Pressions – Attendu comme le messie à Bangui, Laurent Fabius a affiché sa fermeté lors du tête-à-tête crispé de dix minutes qu’il a eu avec le chef de l’Etat par intérim le 13 octobre, dans son bureau du palais de la Renaissance. A l’heure où l’anarchie, doublée d’un conflit confessionnel, menace le pays, l’ex-chef rebelle a été pressé de respecter le calendrier issu des accords de Libreville. Selon nos sources, le chef de la diplomatie française s’est ainsi fait de nouveau confirmer par le tombeur de François Bozizé qu’aucun des acteurs de la transition – y compris lui-même – ne briguera la prochaine élection présidentielle.

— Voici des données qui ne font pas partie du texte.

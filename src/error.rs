use axum::{Json, http::StatusCode, response::IntoResponse};
use serde::Serialize;
use thiserror::Error;
use validator::ValidationErrors;

use crate::{
    dao::storage::StorageError, services::replication::ReplicationError,
    state::state_machine::ReduceError,
};

/// Errors that can occur in service layer operations.
#[derive(Debug, Error)]
pub enum ServiceError {
    /// Room event log is unavailable.
    #[error("room log unavailable")]
    Unavailable(#[source] StorageError),
    /// Invalid input provided by the client.
    #[error("invalid input: {0}")]
    InvalidInput(String),
    /// Operation cannot be performed in the current state.
    #[error("invalid state: {0}")]
    InvalidState(String),
    /// Requested resource was not found.
    #[error("not found: {0}")]
    NotFound(String),
    /// A log entry broke the event contract; the session stopped following the room.
    #[error("protocol violation: {0}")]
    Protocol(String),
}

impl From<StorageError> for ServiceError {
    fn from(err: StorageError) -> Self {
        ServiceError::Unavailable(err)
    }
}

impl From<ReduceError> for ServiceError {
    fn from(err: ReduceError) -> Self {
        ServiceError::InvalidState(err.to_string())
    }
}

impl From<ReplicationError> for ServiceError {
    fn from(err: ReplicationError) -> Self {
        match err {
            ReplicationError::Storage(source) => ServiceError::Unavailable(source),
            ReplicationError::Reduce(source) => source.into(),
            ReplicationError::Translate(source) => ServiceError::Protocol(source.to_string()),
            ReplicationError::Faulted(reason) => ServiceError::Protocol(reason),
            ReplicationError::Detached => {
                ServiceError::NotFound("session is no longer attached".into())
            }
        }
    }
}

impl From<ValidationErrors> for AppError {
    fn from(err: ValidationErrors) -> Self {
        AppError::BadRequest(format!("validation failed: {}", err))
    }
}

/// Application-level errors that are converted to HTTP responses.
#[derive(Debug, Error)]
pub enum AppError {
    /// Bad request with invalid input.
    #[error("bad request: {0}")]
    BadRequest(String),
    /// Requested resource not found.
    #[error("not found: {0}")]
    NotFound(String),
    /// Conflict with current state.
    #[error("conflict: {0}")]
    Conflict(String),
    /// Service unavailable.
    #[error("service unavailable: {0}")]
    ServiceUnavailable(String),
    /// Internal server error.
    #[error("internal error: {0}")]
    Internal(String),
}

impl From<ServiceError> for AppError {
    fn from(err: ServiceError) -> Self {
        match err {
            ServiceError::Unavailable(source) => AppError::ServiceUnavailable(source.to_string()),
            ServiceError::InvalidInput(message) => AppError::BadRequest(message),
            ServiceError::InvalidState(message) => AppError::Conflict(message),
            ServiceError::NotFound(message) => AppError::NotFound(message),
            ServiceError::Protocol(message) => AppError::Internal(message),
        }
    }
}

#[derive(Serialize)]
struct ErrorBody {
    message: String,
}

impl IntoResponse for AppError {
    fn into_response(self) -> axum::response::Response {
        let status = match &self {
            AppError::BadRequest(_) => StatusCode::BAD_REQUEST,
            AppError::NotFound(_) => StatusCode::NOT_FOUND,
            AppError::Conflict(_) => StatusCode::CONFLICT,
            AppError::ServiceUnavailable(_) => StatusCode::SERVICE_UNAVAILABLE,
            AppError::Internal(_) => StatusCode::INTERNAL_SERVER_ERROR,
        };

        let payload = Json(ErrorBody {
            message: self.to_string(),
        });

        (status, payload).into_response()
    }
}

Outre cette question, le patron du Quai d’Orsay a suspendu toute aide à une stabilisation urgente du pays. Une ligne partagée par les Nations Unies, notamment par le patron du Binuca, le général Babakar Gaye et Idriss Deby Itno.


Difficile pacification – Sur le terrain, les autorités peinent à reprendre l’initiative. Si une fragile accalmie prévaut à Bangui, le reste du territoire est mis en coupe réglée par les éléments de la Séléka pourtant officiellement dissoute. Fébrile et menacé par un contexte insurrectionnel, Michel Djotodia a récemment limogé le chef d’état-major des armées, Jean Pierre Dollé Waya, nommé en avril. Il a été remplacé par le général d’aviation Ferdinand Bombayaké ex-patron de la garde rapprochée d’ Ange Félix Patassé. Privées d’armes depuis la chute de Bozizé, les forces de l’ordre (police et gendarmerie) ont depuis pu récupérer leurs équipements, tandis que 400 soldats tchadiens viennent d’arriver en renfort pour des opérations de désarmement. Par ailleurs, quelque 1 200 jeunes venus spontanément se faire enrôler suivent une formation militaire depuis trois mois dans l’ancienne cour impériale de Jean Bedel Bokassa à Bérengo, à 80 km de Bangui. Paris devrait accompagner le mouvement en renforçant l’actuelle Misca en hommes et en logistique. Une participation active à une future force onusienne de paix est également inscrite à son agenda. Mais les autorités centrafricaines devront préalablement se débarrasser des quatorze "généraux" de la rébellion, en particulier des étrangers dont le Soudanais Moussa Assimeh. Ce dernier devrait rejoindre son pays natal après avoir été décoré (et cadeauté) par Djotodia.

 
Economie exsangue – Outre les aspects sécuritaires, ces pressions visent en filigrane à éviter à la Centrafrique de se déclarer en faillite. Cette menace est imminente. En juin, Bangui a bénéficié d’une enveloppe de 25 milliards F CFA du Congo-B, médiateur dans la crise. La seconde tranche de ce prêt logé à la BEAC, soit 12,5 milliards, a été décaissée le 14 octobre. Juste de quoi soulager les fonctionnaires qui n’étaient pas payés depuis plus de trois mois. Reste que ces graves tensions de trésorerie devraient ressurgir dès novembre. Saignée par les pillages et les violences, l’économie nationale est en ruine. Evaluée pour l’instant à -14,5%, la croissance négative devrait, en réalité, se situer à 20% en 2013. Les rentrées fiscales ont chuté de moitié par rapport à 2012, tandis que le secteur productif est à l’arrêt. Après avoir épuisé toutes les facilités de caisse mises à sa disposition, le "ventre mou" de l’Afrique centrale ne peut davantage se tourner vers la CEMAC. La France pourrait prendre à sa charge une partie de l’aide budgétaire que l’Union européenne (UE) devrait prochainement débloquer pour assurer les fins de mois de l’Etat durant la transition. Cette question a fait l’objet de pourparlers entre Fabius et le premier ministre Nicolas Tiangaye à New York, lors de la dernière assemblée générale des Nations unies. Paris conditionne toutefois cet appui au paiement des seuls agents du secteur public, ce qui exclut les militaires. 

La lettre du Continent.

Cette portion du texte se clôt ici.